Taylor Ryan, MS, received her master’s degree in Human Development and Family Sciences from the University of Delaware in 2018 where she focused her studies on mental health and stigma. She then spent two years at the Johns Hopkins Bloomberg School of Public Health working as the lead study coordinator for a Substance Abuse and Mental Health Services Administration (SAMHSA) funded project focused on improving mental health outcomes for youth seen in the pediatric emergency department for suicide risk. Taylor currently works full time with Dr. Jennifer Stuber at the University of Washington where she is focused on suicide prevention in schools and healthcare settings.
Jennifer Stuber, Ph.D., is a health services researcher, a professor at the University of Washington who has been focused on policy and systems improvement in suicide prevention and behavioral health for the last decade. She is the co-founder, the director of Forefront suicide prevention for a decade and is a co-creater of All Patients Safe, a widely used suicide prevention training for health professionals across the state of Washington.

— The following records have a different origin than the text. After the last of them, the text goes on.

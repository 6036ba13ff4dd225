//! Command implementations behind the `vgmscope` subcommands.
pub mod dump;
pub mod interpret;
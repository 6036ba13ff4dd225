//! VGM stream parser
//!
//! This module decodes VGM files from any `std::io::Read` source in two
//! stages:
//! - `HeaderParser` validates the magic number and version, decodes the
//!   fixed header, and positions the stream at the start of the command
//!   data. It is one-shot: `parse` consumes the parser.
//! - `BodyParser` is a resumable cursor that decodes one `VgmCommand`
//!   per call and keeps returning `VgmCommand::Eof` once the stream is
//!   exhausted or the end-of-sound-data command has been returned.
//!
//! Reserved opcode ranges are skipped silently. Data blocks are skipped
//! without buffering their contents.
//!
//! Errors are reported as `ParseErrors` carrying the number of bytes
//! consumed when the problem was detected. Running out of input inside
//! the command stream is not an error; it ends the stream.
use std::io::{self, Read};
use std::path::{Path, PathBuf};

use crate::binutil::{CountingReader, ParseError, ParseErrors};
use crate::vgm::command::{PcmWriteWait, VgmCommand, WaitShort};
use crate::vgm::header::{
    SUPPORTED_VERSIONS, VGM_HEADER_SIZE, VGM_MAGIC, VgmHeader, VgmHeaderField, clock,
    resolve_offset,
};

/// One-shot parser for the VGM header.
#[derive(Debug)]
pub struct HeaderParser<R> {
    path: Option<PathBuf>,
    reader: CountingReader<R>,
}

impl<R: Read> HeaderParser<R> {
    /// Bind a parser to `reader`. `path` is only used in diagnostics.
    pub fn open(path: Option<&Path>, reader: R) -> Self {
        Self {
            path: path.map(Path::to_path_buf),
            reader: CountingReader::new(reader),
        }
    }

    /// Parse the header and return a body parser positioned at the first
    /// command together with the decoded header.
    pub fn parse(mut self) -> Result<(BodyParser<R>, VgmHeader), ParseErrors> {
        let header = self.parse_header()?;

        let position = self.reader.position();
        if position < header.data_offset {
            let gap = header.data_offset - position;
            self.reader.skip(gap).map_err(|e| {
                self.error_with(
                    format!("stream ended before data offset 0x{:x}", header.data_offset),
                    e,
                )
            })?;
        }

        tracing::debug!(
            version = %header.version_string(),
            data_offset = header.data_offset,
            "parsed vgm header"
        );

        let body = BodyParser {
            path: self.path,
            reader: self.reader,
            header: header.clone(),
            finished: false,
        };
        Ok((body, header))
    }

    fn parse_header(&mut self) -> Result<VgmHeader, ParseError> {
        let magic: [u8; 4] = self.reader.read_array().map_err(|e| self.io_error(e))?;
        if magic != VGM_MAGIC {
            return Err(self.error(format!(
                "bad magic number: received {}, expected {}",
                hex_bytes(&magic),
                hex_bytes(&VGM_MAGIC)
            )));
        }

        assert_eq!(
            self.reader.position(),
            VgmHeaderField::EofOffset.offset(),
            "position must be 4"
        );
        let raw_eof = self.read_u32()?;
        let eof_offset = u64::from(raw_eof) + VgmHeaderField::EofOffset.offset();
        tracing::trace!(raw = raw_eof, absolute = eof_offset, "eof offset");

        let version = self.read_u32()?;
        if !VgmHeader::is_supported_version(version) {
            let expected: Vec<String> = SUPPORTED_VERSIONS
                .iter()
                .map(|v| format!("0x{:x}", v))
                .collect();
            return Err(self.error(format!(
                "unsupported format version: received 0x{:x}, expected one of {}",
                version,
                expected.join(" ")
            )));
        }
        tracing::trace!(version = format_args!("0x{:x}", version), "header version");

        assert_eq!(
            self.reader.position(),
            VgmHeaderField::Sn76489Clock.offset(),
            "position must be 12"
        );

        let sn76489_clock = clock(self.read_u32()?);
        let ym2413_clock = clock(self.read_u32()?);

        let raw_gd3 = self.read_u32()?;
        let gd3_offset = resolve_offset(VgmHeaderField::Gd3Offset, raw_gd3);
        tracing::trace!(raw = raw_gd3, absolute = ?gd3_offset, "gd3 offset");

        let sample_count = self.read_u32()?;

        let raw_loop = self.read_u32()?;
        let loop_offset = resolve_offset(VgmHeaderField::LoopOffset, raw_loop);
        tracing::trace!(raw = raw_loop, absolute = ?loop_offset, "loop offset");

        let loop_sample_count = clock(self.read_u32()?);
        let rate = self.read_u32()?;
        let sn76489_feedback = self.read_u16()?;
        let sn76489_shift_register_width = self.read_u8()?;
        let sn76489_flags = self.read_u8()?;
        let ym2612_clock = clock(self.read_u32()?);
        let ym2151_clock = clock(self.read_u32()?);

        let raw_data = self.read_u32()?;
        let data_offset = resolve_offset(VgmHeaderField::DataOffset, raw_data).unwrap_or(12);
        tracing::trace!(raw = raw_data, absolute = data_offset, "data offset");

        let sega_pcm_clock = clock(self.read_u32()?);
        let sega_pcm_interface_register = self.read_u32()?;

        assert_eq!(
            self.reader.position(),
            VGM_HEADER_SIZE,
            "position must be 64"
        );

        Ok(VgmHeader {
            eof_offset,
            version,
            sn76489_clock,
            ym2413_clock,
            gd3_offset,
            sample_count,
            loop_offset,
            loop_sample_count,
            rate,
            sn76489_feedback,
            sn76489_shift_register_width,
            sn76489_flags,
            ym2612_clock,
            ym2151_clock,
            data_offset,
            sega_pcm_clock,
            sega_pcm_interface_register,
        })
    }

    fn read_u8(&mut self) -> Result<u8, ParseError> {
        self.reader.read_u8().map_err(|e| self.io_error(e))
    }

    fn read_u16(&mut self) -> Result<u16, ParseError> {
        self.reader.read_u16_le().map_err(|e| self.io_error(e))
    }

    fn read_u32(&mut self) -> Result<u32, ParseError> {
        self.reader.read_u32_le().map_err(|e| self.io_error(e))
    }

    fn error(&self, message: String) -> ParseError {
        ParseError::new(self.reader.position(), self.path.as_deref(), message)
    }

    fn error_with(&self, message: String, cause: io::Error) -> ParseError {
        let mut err = ParseError::io(self.reader.position(), self.path.as_deref(), cause);
        err.message = message;
        err
    }

    fn io_error(&self, cause: io::Error) -> ParseError {
        ParseError::io(self.reader.position(), self.path.as_deref(), cause)
    }
}

/// Failure inside a single body parse step.
enum Fault {
    Io(io::Error),
    Format(String),
}

impl From<io::Error> for Fault {
    fn from(e: io::Error) -> Self {
        Fault::Io(e)
    }
}

/// Resumable decoder for the VGM command stream.
#[derive(Debug)]
pub struct BodyParser<R> {
    path: Option<PathBuf>,
    reader: CountingReader<R>,
    header: VgmHeader,
    finished: bool,
}

impl<R: Read> BodyParser<R> {
    /// Decode the next command.
    ///
    /// Returns `VgmCommand::Eof` on every call once the stream has ended.
    /// After an error the stream position is unspecified and callers
    /// should stop.
    pub fn parse(&mut self) -> Result<VgmCommand, ParseErrors> {
        if self.finished {
            return Ok(VgmCommand::Eof);
        }

        match self.next_command() {
            Ok(command) => {
                if command == VgmCommand::EndOfSoundData {
                    self.finished = true;
                }
                tracing::trace!(offset = self.reader.position(), %command, "command");
                Ok(command)
            }
            // A command cut short, data-block payload included, is dropped.
            Err(Fault::Io(e)) if e.kind() == io::ErrorKind::UnexpectedEof => {
                tracing::trace!(offset = self.reader.position(), "end of stream");
                self.finished = true;
                Ok(VgmCommand::Eof)
            }
            Err(Fault::Io(e)) => Err(ParseError::io(
                self.reader.position(),
                self.path.as_deref(),
                e,
            )
            .into()),
            Err(Fault::Format(message)) => Err(ParseError::new(
                self.reader.position(),
                self.path.as_deref(),
                message,
            )
            .into()),
        }
    }

    /// Number of bytes consumed from the start of the file.
    pub fn offset(&self) -> u64 {
        self.reader.position()
    }

    pub fn header(&self) -> &VgmHeader {
        &self.header
    }

    /// Returns true once `parse` can only return `Eof`.
    pub fn is_finished(&self) -> bool {
        self.finished
    }

    /// Iterate over the remaining commands.
    ///
    /// The iterator stops before `Eof` and after the first error.
    pub fn commands(&mut self) -> Commands<'_, R> {
        Commands {
            parser: self,
            failed: false,
        }
    }

    fn next_command(&mut self) -> Result<VgmCommand, Fault> {
        loop {
            let tag = self.reader.read_u8()?;
            if let Some(len) = self.reserved_len(tag) {
                self.reader.skip(len)?;
                continue;
            }

            let command = match tag {
                0x4F => VgmCommand::GameGearPsgStereoWrite(self.reader.read_u8()?),
                0x50 => VgmCommand::PsgWrite(self.reader.read_u8()?),
                0x51 => {
                    let [register, value] = self.reader.read_array()?;
                    VgmCommand::Ym2413Write { register, value }
                }
                0x52 => {
                    let [register, value] = self.reader.read_array()?;
                    VgmCommand::Ym2612Port0Write { register, value }
                }
                0x53 => {
                    let [register, value] = self.reader.read_array()?;
                    VgmCommand::Ym2612Port1Write { register, value }
                }
                0xE0 => VgmCommand::Ym2612SeekPcm(self.reader.read_u32_le()?),
                0x61 => VgmCommand::WaitLong(self.reader.read_u16_le()?),
                0x62 => VgmCommand::Wait735,
                0x63 => VgmCommand::Wait882,
                0x66 => VgmCommand::EndOfSoundData,
                0x67 => self.data_block()?,
                0x70..=0x7F => VgmCommand::WaitShort(WaitShort::from_tag(tag)),
                0x80..=0x8F => VgmCommand::Ym2612PcmWriteWait(PcmWriteWait::from_tag(tag)),
                _ => {
                    return Err(Fault::Format(format!(
                        "unrecognized command tag 0x{:02x}",
                        tag
                    )));
                }
            };
            return Ok(command);
        }
    }

    fn data_block(&mut self) -> Result<VgmCommand, Fault> {
        let compat = self.reader.read_u8()?;
        if compat != 0x66 {
            return Err(Fault::Format(format!(
                "bad data block: received 67 {:02x}, expected 67 66",
                compat
            )));
        }
        let data_type = self.reader.read_u8()?;
        let size = self.reader.read_u32_le()?;
        self.reader.skip(u64::from(size))?;
        Ok(VgmCommand::DataBlock { data_type, size })
    }

    /// Payload length of a reserved opcode, or `None` if `tag` is not
    /// reserved.
    fn reserved_len(&self, tag: u8) -> Option<u64> {
        match tag {
            0x30..=0x3F => Some(1),
            0x40..=0x4E if self.header.has_wide_reserved_40() => Some(2),
            0x40..=0x4E => Some(1),
            0xA1..=0xAF => Some(2),
            0xC9..=0xCF | 0xD7..=0xDF => Some(3),
            0xE2..=0xFF => Some(4),
            _ => None,
        }
    }
}

/// Iterator returned by `BodyParser::commands`.
#[derive(Debug)]
pub struct Commands<'a, R> {
    parser: &'a mut BodyParser<R>,
    failed: bool,
}

impl<R: Read> Iterator for Commands<'_, R> {
    type Item = Result<VgmCommand, ParseErrors>;

    fn next(&mut self) -> Option<Self::Item> {
        if self.failed {
            return None;
        }
        match self.parser.parse() {
            Ok(VgmCommand::Eof) => None,
            Ok(command) => Some(Ok(command)),
            Err(e) => {
                self.failed = true;
                Some(Err(e))
            }
        }
    }
}

fn hex_bytes(bytes: &[u8]) -> String {
    bytes.iter().map(|b| format!("{:02X}", b)).collect()
}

Jessie Whitfield, MD, MPH, is a board-certified psychiatrist with a background in behavioral health integration and an interest in developing and disseminating systems solutions to behavioral health issues that present in medical settings. Dr. Whitfield is currently an Acting Assistant Professor at the University of Washington and Core Faculty at the Advancing Integrated Mental Health Solutions (AIMS) Center. Dr. Whitfield practices clinically as a psychiatric consultant at UW Medical Center Behavioral Health Integration Program (BHIP) and Outpatient Psychiatry Clinic and provides training and implementation support to various AIMS Center behavioral health implementation efforts as a Psychiatric Consultant Coach. She has experience teaching a range of interdisciplinary trainees (including behavioral health care managers, clinic administrators, practicing psychiatrists, and psychiatry residents and fellows) about safety assessments and suicide prevention protocols.